Frise chronologique
2e moitié du XVIe siècle
Construction du calvaire
Construction du calvaire
2e moitié du XVIe siècle (≈ 1650)
Période d'édification dans le Léon breton.
1895
Restauration majeure
Restauration majeure
1895 (≈ 1895)
Statuarie restituée dans son intégralité.
25 mars 1997
Classement MH
Classement MH
25 mars 1997 (≈ 1997)
Inscription au titre des monuments historiques.
Aujourd'hui
Aujourd'hui
Aujourd'hui
Aujourd'hui (≈ 2025)
Position de référence.
Patrimoine classé
Calvaire (cad. A 209, 210) : inscription par arrêté du 25 mars 1997
Personnages clés
| Roland de Neufville - Évêque du Léon (1562–1613) |
Période d'épiscopat liée à l'essor des calvaires. |
Origine et histoire
Le calvaire de la chapelle Sainte-Catherine de Mespaul, situé dans le département du Finistère en Bretagne, date de la seconde moitié du XVIe siècle, une période marquée par une production active de ce type de monuments dans la région, notamment dans le Léon. Ce calvaire se distingue par sa statuarie quasi intégralement préservée, grâce à une restauration menée en 1895. Son style artistique s’inscrit dans le courant de la Renaissance bretonne, avec des influences notables, bien que non répliquées, du calvaire de Saint-Herbot à Plonévez-du-Faou. L’œuvre témoigne du savoir-faire des imagiers locaux de l’époque, sous l’épiscopat de Roland de Neufville (1562–1613).

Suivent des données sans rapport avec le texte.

/// Outcome of an attendance insert.
#[derive(Debug, Clone, PartialEq)]
pub enum MarkResult {
    Marked { attendance_id: String },
    /// The `(student_id, date)` constraint fired: a record already exists
    /// for this person today.
    AlreadyMarked,
}

/// One row of today's attendance, joined with the person's display name.
#[derive(Debug, Clone, Serialize)]
pub struct AttendanceEntry {
    pub student_id: String,
    pub name: String,
    pub timestamp: DateTime<Utc>,
    pub check_in_time: String,
    pub confidence: f32,
    pub location: String,
}

/// Per-person aggregate over a date range.
#[derive(Debug, Clone, Serialize)]
pub struct AttendanceGroup {
    pub student_id: String,
    pub name: String,
    pub days_present: i64,
    pub dates: Vec<NaiveDate>,
}

/// One historical record for a single person.
#[derive(Debug, Clone, Serialize)]
pub struct AttendanceRecord {
    pub id: String,
    pub timestamp: DateTime<Utc>,
    pub date: NaiveDate,
    pub check_in_time: String,
    pub confidence: f32,
    pub location: String,
    pub status: String,
}

/// Overall attendance statistics.
#[derive(Debug, Clone, Serialize)]
pub struct Statistics {
    pub total_registered: i64,
    pub present_today: i64,
    pub absent_today: i64,
    /// Mean of per-day attendance counts for the current month, 2 decimals.
    pub average_daily: f64,
    /// present / total × 100, 2 decimals. 0 when nobody is registered.
    pub attendance_rate: f64,
}

#[derive(Clone)]
pub struct Store {
    conn: Connection,
}

impl Store {
    pub async fn open(path: &Path) -> Result<Self> {
        let conn = Connection::open(path).await?;
        Ok(Self { conn })
    }

    #[cfg(test)]
    pub async fn open_in_memory() -> Result<Self> {
        let conn = Connection::open_in_memory().await?;
        Ok(Self { conn })
    }

    /// Apply pending schema migrations, keyed off `pragma user_version`.
    pub async fn migrate(&self) -> Result<()> {
        self.conn
            .call(|conn| {
                let version: usize =
                    conn.query_row("SELECT user_version FROM pragma_user_version;", [], |row| {
                        row.get(0)
                    })?;

                if version < 1 {
                    conn.execute_batch(include_str!("sql/001-initial.sql"))?;
                    conn.pragma_update(None, "user_version", 1)?;
                    tracing::info!("database schema migrated to version 1");
                }

                Ok(())
            })
            .await?;
        Ok(())
    }

    /// Load every enrolled (encoding, name, identifier) triple in enrollment
    /// order, for the in-memory gallery.
    pub async fn load_known_faces(&self) -> Result<Vec<KnownFace>> {
        let faces = self
            .conn
            .call(|conn| {
                let mut stmt = conn.prepare(
                    "SELECT e.student_id, p.name, e.vector
                     FROM encodings e
                     JOIN persons p ON p.student_id = e.student_id
                     ORDER BY e.id ASC",
                )?;
                let rows = stmt.query_map([], |row| {
                    let vector: String = row.get(2)?;
                    let values: Vec<f32> = serde_json::from_str(&vector).map_err(|e| {
                        rusqlite::Error::FromSqlConversionFailure(2, Type::Text, Box::new(e))
                    })?;
                    Ok(KnownFace {
                        student_id: row.get(0)?,
                        name: row.get(1)?,
                        encoding: Encoding::new(values),
                    })
                })?;
                Ok(rows.collect::<std::result::Result<Vec<_>, _>>()?)
            })
            .await?;
        Ok(faces)
    }

    pub async fn get_person(&self, student_id: &str) -> Result<Option<Person>> {
        let student_id = student_id.to_string();
        let person = self
            .conn
            .call(move |conn| {
                let person = conn
                    .query_row(
                        "SELECT student_id, name, email, department, registered_at, last_seen
                         FROM persons WHERE student_id = ?1",
                        [&student_id],
                        person_from_row,
                    )
                    .optional()?;
                Ok(person)
            })
            .await?;
        Ok(person)
    }

    /// Create a person record. A `student_id` collision — including one
    /// raced in by a concurrent registration — reports `PersonExists`.
    pub async fn create_person(
        &self,
        student_id: &str,
        name: &str,
        email: Option<String>,
        department: Option<String>,
        registered_at: DateTime<Utc>,
    ) -> Result<()> {
        let id = student_id.to_string();
        let id_for_error = student_id.to_string();
        let name = name.to_string();
        let created = self
            .conn
            .call(move |conn| {
                let result = conn.execute(
                    "INSERT INTO persons (student_id, name, email, department, registered_at)
                     VALUES (?1, ?2, ?3, ?4, ?5)",
                    rusqlite::params![id, name, email, department, registered_at.to_rfc3339()],
                );
                match result {
                    Ok(_) => Ok(true),
                    Err(e) if is_constraint_violation(&e) => Ok(false),
                    Err(e) => Err(e.into()),
                }
            })
            .await?;

        if created {
            Ok(())
        } else {
            Err(StoreError::PersonExists(id_for_error))
        }
    }

    /// Append one encoding (and its reference image path) to a person.
    pub async fn append_encoding(
        &self,
        student_id: &str,
        encoding: &Encoding,
        image_path: &str,
        created_at: DateTime<Utc>,
    ) -> Result<()> {
        let vector = serde_json::to_string(&encoding.values)?;
        let student_id = student_id.to_string();
        let image_path = image_path.to_string();
        self.conn
            .call(move |conn| {
                conn.execute(
                    "INSERT INTO encodings (student_id, vector, image_path, created_at)
                     VALUES (?1, ?2, ?3, ?4)",
                    rusqlite::params![student_id, vector, image_path, created_at.to_rfc3339()],
                )?;
                Ok(())
            })
            .await?;
        Ok(())
    }

    pub async fn list_persons(&self) -> Result<Vec<Person>> {
        let persons = self
            .conn
            .call(|conn| {
                let mut stmt = conn.prepare(
                    "SELECT student_id, name, email, department, registered_at, last_seen
                     FROM persons ORDER BY name ASC",
                )?;
                let rows = stmt.query_map([], person_from_row)?;
                Ok(rows.collect::<std::result::Result<Vec<_>, _>>()?)
            })
            .await?;
        Ok(persons)
    }

    /// Insert an attendance record, relying on the `(student_id, date)`
    /// uniqueness constraint for once-per-day semantics. On success the
    /// person's `last_seen` is advanced; a constraint violation is the
    /// benign "already marked" outcome, not an error.
    pub async fn mark_attendance(&self, record: NewAttendance) -> Result<MarkResult> {
        let result = self
            .conn
            .call(move |conn| {
                let inserted = conn.execute(
                    "INSERT INTO attendance
                       (id, student_id, timestamp, date, check_in_time, confidence, location)
                     VALUES (?1, ?2, ?3, ?4, ?5, ?6, ?7)",
                    rusqlite::params![
                        record.id,
                        record.student_id,
                        record.timestamp.to_rfc3339(),
                        record.date.to_string(),
                        record.check_in_time,
                        record.confidence as f64,
                        record.location,
                    ],
                );
                match inserted {
                    Ok(_) => {
                        conn.execute(
                            "UPDATE persons SET last_seen = ?1 WHERE student_id = ?2",
                            rusqlite::params![record.timestamp.to_rfc3339(), record.student_id],
                        )?;
                        Ok(MarkResult::Marked {
                            attendance_id: record.id,
                        })
                    }
                    Err(e) if is_constraint_violation(&e) => Ok(MarkResult::AlreadyMarked),
                    Err(e) => Err(e.into()),
                }
            })
            .await?;
        Ok(result)
    }

    /// All records for the given date, newest first, with display names.
    pub async fn attendance_for_date(&self, date: NaiveDate) -> Result<Vec<AttendanceEntry>> {
        let date = date.to_string();
        let entries = self
            .conn
            .call(move |conn| {
                let mut stmt = conn.prepare(
                    "SELECT a.student_id, p.name, a.timestamp, a.check_in_time,
                            a.confidence, a.location
                     FROM attendance a
                     JOIN persons p ON p.student_id = a.student_id
                     WHERE a.date = ?1
                     ORDER BY a.timestamp DESC",
                )?;
                let rows = stmt.query_map([&date], |row| {
                    Ok(AttendanceEntry {
                        student_id: row.get(0)?,
                        name: row.get(1)?,
                        timestamp: timestamp_from_column(row.get(2)?, 2)?,
                        check_in_time: row.get(3)?,
                        confidence: row.get::<_, f64>(4)? as f32,
                        location: row.get(5)?,
                    })
                })?;
                Ok(rows.collect::<std::result::Result<Vec<_>, _>>()?)
            })
            .await?;
        Ok(entries)
    }

    /// Inclusive date-range aggregate: days present and the attended dates
    /// per person, ordered by display name.
    pub async fn attendance_report(
        &self,
        start: NaiveDate,
        end: NaiveDate,
    ) -> Result<Vec<AttendanceGroup>> {
        let start = start.to_string();
        let end = end.to_string();
        let groups = self
            .conn
            .call(move |conn| {
                let mut stmt = conn.prepare(
                    "SELECT a.student_id, p.name, COUNT(*), GROUP_CONCAT(a.date)
                     FROM attendance a
                     JOIN persons p ON p.student_id = a.student_id
                     WHERE a.date >= ?1 AND a.date <= ?2
                     GROUP BY a.student_id
                     ORDER BY p.name ASC",
                )?;
                let rows = stmt.query_map([&start, &end], |row| {
                    let concatenated: String = row.get(3)?;
                    let mut dates = concatenated
                        .split(',')
                        .map(|d| {
                            NaiveDate::parse_from_str(d, "%Y-%m-%d").map_err(|e| {
                                rusqlite::Error::FromSqlConversionFailure(3, Type::Text, Box::new(e))
                            })
                        })
                        .collect::<std::result::Result<Vec<_>, _>>()?;
                    dates.sort_unstable();
                    Ok(AttendanceGroup {
                        student_id: row.get(0)?,
                        name: row.get(1)?,
                        days_present: row.get(2)?,
                        dates,
                    })
                })?;
                Ok(rows.collect::<std::result::Result<Vec<_>, _>>()?)
            })
            .await?;
        Ok(groups)
    }

    /// Most recent records for one person, newest first.
    pub async fn attendance_history(
        &self,
        student_id: &str,
        limit: u32,
    ) -> Result<Vec<AttendanceRecord>> {
        let student_id = student_id.to_string();
        let records = self
            .conn
            .call(move |conn| {
                let mut stmt = conn.prepare(
                    "SELECT id, timestamp, date, check_in_time, confidence, location, status
                     FROM attendance
                     WHERE student_id = ?1
                     ORDER BY date DESC
                     LIMIT ?2",
                )?;
                let rows = stmt.query_map(rusqlite::params![student_id, limit], |row| {
                    Ok(AttendanceRecord {
                        id: row.get(0)?,
                        timestamp: timestamp_from_column(row.get(1)?, 1)?,
                        date: date_from_column(row.get(2)?, 2)?,
                        check_in_time: row.get(3)?,
                        confidence: row.get::<_, f64>(4)? as f32,
                        location: row.get(5)?,
                        status: row.get(6)?,
                    })
                })?;
                Ok(rows.collect::<std::result::Result<Vec<_>, _>>()?)
            })
            .await?;
        Ok(records)
    }

    /// Headline numbers for the dashboard. `month_start` bounds the
    /// average-daily-attendance window to the current calendar month.
    pub async fn statistics(&self, today: NaiveDate, month_start: NaiveDate) -> Result<Statistics> {
        let today = today.to_string();
        let month_start = month_start.to_string();
        let stats = self
            .conn
            .call(move |conn| {
                let total_registered: i64 =
                    conn.query_row("SELECT COUNT(*) FROM persons", [], |row| row.get(0))?;
                let present_today: i64 = conn.query_row(
                    "SELECT COUNT(*) FROM attendance WHERE date = ?1",
                    [&today],
                    |row| row.get(0),
                )?;
                // AVG over the per-day counts; NULL when the month has no records.
                let average_daily: Option<f64> = conn.query_row(
                    "SELECT AVG(n) FROM
                       (SELECT COUNT(*) AS n FROM attendance WHERE date >= ?1 GROUP BY date)",
                    [&month_start],
                    |row| row.get(0),
                )?;

                let attendance_rate = if total_registered > 0 {
                    present_today as f64 / total_registered as f64 * 100.0
                } else {
                    0.0
                };

                Ok(Statistics {
                    total_registered,
                    present_today,
                    absent_today: total_registered - present_today,
                    average_daily: round2(average_daily.unwrap_or(0.0)),
                    attendance_rate: round2(attendance_rate),
                })
            })
            .await?;
        Ok(stats)
    }
}
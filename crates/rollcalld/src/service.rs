//! The attendance service: every operation the daemon exposes, independent
//! of transport. Owns the gallery, the store handle and the engine handle;
//! the D-Bus layer only maps arguments and results.

use crate::config::Config;
use crate::engine::{EngineError, EngineHandle};
use crate::gallery::Gallery;
use crate::store::{
    AttendanceEntry, AttendanceGroup, AttendanceRecord, MarkResult, NewAttendance, Person,
    Statistics, Store, StoreError,
};
use chrono::{DateTime, Datelike, Local, NaiveDate, Utc};
use image::RgbImage;
use rollcall_core::quality::{self, QualityThresholds};
use rollcall_core::{KnownFace, MatchOutcome, Matcher, NearestMatcher};
use serde::Serialize;
use std::path::PathBuf;
use std::sync::Arc;
use thiserror::Error;

#[derive(Error, Debug)]
pub enum ServiceError {
    #[error("invalid image payload: {0}")]
    InvalidImage(String),
    #[error("image quality too low: {0}")]
    PoorImageQuality(String),
    #[error("no face detected in image")]
    NoFaceDetected,
    #[error("multiple faces detected; submit an image with exactly one face")]
    MultipleFacesDetected,
    #[error("face already registered as {student_id}")]
    AlreadyRegistered { student_id: String },
    #[error("a person with id {0} already exists")]
    UserAlreadyExists(String),
    #[error("invalid input: {0}")]
    InvalidInput(String),
    #[error("face analysis failed: {0}")]
    Extraction(String),
    #[error("inference engine unavailable")]
    EngineUnavailable,
    #[error("storage unavailable: {0}")]
    StorageUnavailable(String),
}

impl ServiceError {
    /// Stable machine-readable kind for the JSON envelope.
    pub fn kind(&self) -> &'static str {
        match self {
            ServiceError::InvalidImage(_) => "invalid_image",
            ServiceError::PoorImageQuality(_) => "poor_image_quality",
            ServiceError::NoFaceDetected => "no_face_detected",
            ServiceError::MultipleFacesDetected => "multiple_faces_detected",
            ServiceError::AlreadyRegistered { .. } => "already_registered",
            ServiceError::UserAlreadyExists(_) => "user_already_exists",
            ServiceError::InvalidInput(_) => "invalid_input",
            ServiceError::Extraction(_) => "extraction_failed",
            ServiceError::EngineUnavailable => "engine_unavailable",
            ServiceError::StorageUnavailable(_) => "storage_unavailable",
        }
    }
}

impl From<StoreError> for ServiceError {
    fn from(error: StoreError) -> Self {
        match error {
            StoreError::PersonExists(id) => ServiceError::UserAlreadyExists(id),
            other => ServiceError::StorageUnavailable(other.to_string()),
        }
    }
}

impl From<EngineError> for ServiceError {
    fn from(error: EngineError) -> Self {
        match error {
            EngineError::Extract(e) => ServiceError::Extraction(e.to_string()),
            EngineError::ChannelClosed => ServiceError::EngineUnavailable,
        }
    }
}

/// Transport-independent knobs, extracted from [`Config`].
#[derive(Clone)]
pub struct ServiceSettings {
    pub tolerance: f32,
    pub default_location: String,
    pub multi_face: bool,
    pub quality_checks: bool,
    pub thresholds: QualityThresholds,
    pub faces_dir: PathBuf,
    pub history_limit: u32,
}

impl ServiceSettings {
    pub fn from_config(config: &Config) -> Self {
        Self {
            tolerance: config.tolerance,
            default_location: config.default_location.clone(),
            multi_face: config.multi_face,
            quality_checks: config.quality_checks,
            thresholds: QualityThresholds {
                blur_threshold: config.blur_threshold,
                min_brightness: config.min_brightness,
                max_brightness: config.max_brightness,
            },
            faces_dir: config.faces_dir.clone(),
            history_limit: config.history_limit,
        }
    }
}

/// Details to enroll alongside a face image.
#[derive(Debug, Clone)]
pub struct RegisterRequest {
    pub name: String,
    pub student_id: String,
    pub email: Option<String>,
    pub department: Option<String>,
}

/// A successful enrollment.
#[derive(Debug, Clone, Serialize)]
pub struct Registration {
    pub student_id: String,
    pub name: String,
}

/// Outcome of an attendance-marking request.
#[derive(Debug, Clone, PartialEq)]
pub enum AttendanceOutcome {
    Marked {
        attendance_id: String,
        timestamp: DateTime<Utc>,
    },
    /// Attendance was recorded earlier today; nothing was written.
    AlreadyMarkedToday,
}

pub struct AttendanceService {
    engine: EngineHandle,
    store: Store,
    gallery: Arc<Gallery>,
    matcher: NearestMatcher,
    settings: ServiceSettings,
}

impl AttendanceService {
    pub fn new(
        engine: EngineHandle,
        store: Store,
        gallery: Arc<Gallery>,
        settings: ServiceSettings,
    ) -> Self {
        Self {
            engine,
            store,
            gallery,
            matcher: NearestMatcher,
            settings,
        }
    }

    /// Enroll a face for a person, creating the person on first enrollment.
    ///
    /// The image must contain exactly one face, and that face must not
    /// already be enrolled — under any identifier.
    pub async fn register(
        &self,
        image_bytes: &[u8],
        request: RegisterRequest,
    ) -> Result<Registration, ServiceError> {
        let image = decode_image(image_bytes)?;

        if self.settings.quality_checks {
            quality::assess(&image, &self.settings.thresholds)
                .map_err(|issue| ServiceError::PoorImageQuality(issue.to_string()))?;
        }

        let faces = self.engine.extract(image.clone()).await?;
        let face = match faces.as_slice() {
            [] => return Err(ServiceError::NoFaceDetected),
            [face] => face,
            _ => return Err(ServiceError::MultipleFacesDetected),
        };

        if let MatchOutcome::Match { student_id, .. } = self.matcher.best_match(
            &face.encoding,
            &self.gallery.snapshot(),
            self.settings.tolerance,
        ) {
            return Err(ServiceError::AlreadyRegistered { student_id });
        }

        let now = Utc::now();
        let student_id = request.student_id;
        if self.store.get_person(&student_id).await?.is_none() {
            // A concurrent registration can still win the insert; the unique
            // constraint surfaces that as UserAlreadyExists.
            self.store
                .create_person(
                    &student_id,
                    &request.name,
                    request.email,
                    request.department,
                    now,
                )
                .await?;
            tracing::info!(%student_id, name = %request.name, "person created");
        }

        let image_path = self
            .settings
            .faces_dir
            .join(format!("{student_id}_{}.png", now.format("%Y%m%d%H%M%S%3f")));
        let image_path_str = image_path.to_string_lossy().into_owned();

        self.store
            .append_encoding(&student_id, &face.encoding, &image_path_str, now)
            .await?;

        // The enrollment itself is already durable; losing the reference
        // image only costs later re-training material.
        if let Err(error) = std::fs::create_dir_all(&self.settings.faces_dir)
            .and_then(|()| image.save(&image_path).map_err(std::io::Error::other))
        {
            tracing::warn!(%error, path = %image_path.display(), "failed to write reference image");
        }

        self.gallery.append(KnownFace {
            student_id: student_id.clone(),
            name: request.name.clone(),
            encoding: face.encoding.clone(),
        });

        tracing::info!(%student_id, gallery = self.gallery.len(), "face enrolled");
        Ok(Registration {
            student_id,
            name: request.name,
        })
    }

    /// Match the faces in an image against the enrolled set.
    ///
    /// Zero faces is an error; an image with several faces is fine. In
    /// single-face mode (the default) the first face that matches wins; in
    /// multi-face mode every face is matched and the highest confidence
    /// wins.
    pub async fn recognize(&self, image_bytes: &[u8]) -> Result<MatchOutcome, ServiceError> {
        let image = decode_image(image_bytes)?;
        let faces = self.engine.extract(image).await?;
        if faces.is_empty() {
            return Err(ServiceError::NoFaceDetected);
        }

        let known = self.gallery.snapshot();
        let mut best = MatchOutcome::NoMatch;

        for face in &faces {
            let outcome = self
                .matcher
                .best_match(&face.encoding, &known, self.settings.tolerance);
            if let MatchOutcome::Match { confidence, .. } = &outcome {
                if !self.settings.multi_face {
                    return Ok(outcome);
                }
                let improves = match &best {
                    MatchOutcome::Match {
                        confidence: current, ..
                    } => confidence > current,
                    MatchOutcome::NoMatch => true,
                };
                if improves {
                    best = outcome;
                }
            }
        }

        Ok(best)
    }

    /// Record today's attendance for a matched identity — at most once per
    /// calendar day.
    pub async fn record_attendance(
        &self,
        student_id: &str,
        confidence: f32,
        location: Option<String>,
    ) -> Result<AttendanceOutcome, ServiceError> {
        if self.store.get_person(student_id).await?.is_none() {
            return Err(ServiceError::InvalidInput(format!(
                "unknown student_id: {student_id}"
            )));
        }

        let now_utc = Utc::now();
        let now_local = Local::now();
        let record = NewAttendance {
            id: uuid::Uuid::new_v4().to_string(),
            student_id: student_id.to_string(),
            timestamp: now_utc,
            date: now_local.date_naive(),
            check_in_time: now_local.format("%H:%M:%S").to_string(),
            confidence,
            location: location.unwrap_or_else(|| self.settings.default_location.clone()),
        };

        match self.store.mark_attendance(record).await? {
            MarkResult::Marked { attendance_id } => {
                tracing::info!(student_id, %attendance_id, "attendance marked");
                Ok(AttendanceOutcome::Marked {
                    attendance_id,
                    timestamp: now_utc,
                })
            }
            MarkResult::AlreadyMarked => {
                tracing::debug!(student_id, "attendance already marked today");
                Ok(AttendanceOutcome::AlreadyMarkedToday)
            }
        }
    }

    pub async fn today(&self) -> Result<Vec<AttendanceEntry>, ServiceError> {
        Ok(self
            .store
            .attendance_for_date(Local::now().date_naive())
            .await?)
    }

    pub async fn report(
        &self,
        start: NaiveDate,
        end: NaiveDate,
    ) -> Result<Vec<AttendanceGroup>, ServiceError> {
        if start > end {
            return Err(ServiceError::InvalidInput(format!(
                "start date {start} is after end date {end}"
            )));
        }
        Ok(self.store.attendance_report(start, end).await?)
    }

    pub async fn history(
        &self,
        student_id: &str,
        limit: Option<u32>,
    ) -> Result<Vec<AttendanceRecord>, ServiceError> {
        let limit = limit.unwrap_or(self.settings.history_limit);
        Ok(self.store.attendance_history(student_id, limit).await?)
    }

    pub async fn statistics(&self) -> Result<Statistics, ServiceError> {
        let today = Local::now().date_naive();
        let month_start = today.with_day(1).unwrap_or(today);
        Ok(self.store.statistics(today, month_start).await?)
    }

    pub async fn list_persons(&self) -> Result<Vec<Person>, ServiceError> {
        Ok(self.store.list_persons().await?)
    }

    pub fn gallery_size(&self) -> usize {
        self.gallery.len()
    }
}

fn decode_image(bytes: &[u8]) -> Result<RgbImage, ServiceError> {
    image::load_from_memory(bytes)
        .map(|img| img.to_rgb8())
        .map_err(|e| ServiceError::InvalidImage(e.to_string()))
}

Le monument a été inscrit au titre des monuments historiques par arrêté du 25 mars 1997, reconnaissant ainsi sa valeur patrimoniale et artistique. La restauration de 1895, décrite comme respectueuse, a permis de restituer l’intégrité de la statuaire, offrant un exemple rare de calvaire breton de cette période. Les comparaisons avec d’autres œuvres, comme celle de Plonévez-du-Faou, soulignent son originalité, notamment par son ancrage plus marqué dans les canons esthétiques renaissants. Aujourd’hui, le calvaire reste un témoignage majeur de l’art religieux breton de la fin du XVIe siècle.
Localisé à Mespaul (code Insee 29148), sur le territoire de la commune, le calvaire est situé 8 Rue de Kergudon. Il appartient à la municipalité et fait partie des éléments protégés du patrimoine finistérien. Sa localisation, notée comme médiocre en précision (niveau 5/10), reflète les limites des données géographiques disponibles. Malgré cela, le monument continue d’attirer l’attention pour son lien avec l’histoire religieuse et artistique du Léon, une sous-région bretonne historiquement marquée par une forte identité culturelle et religieuse.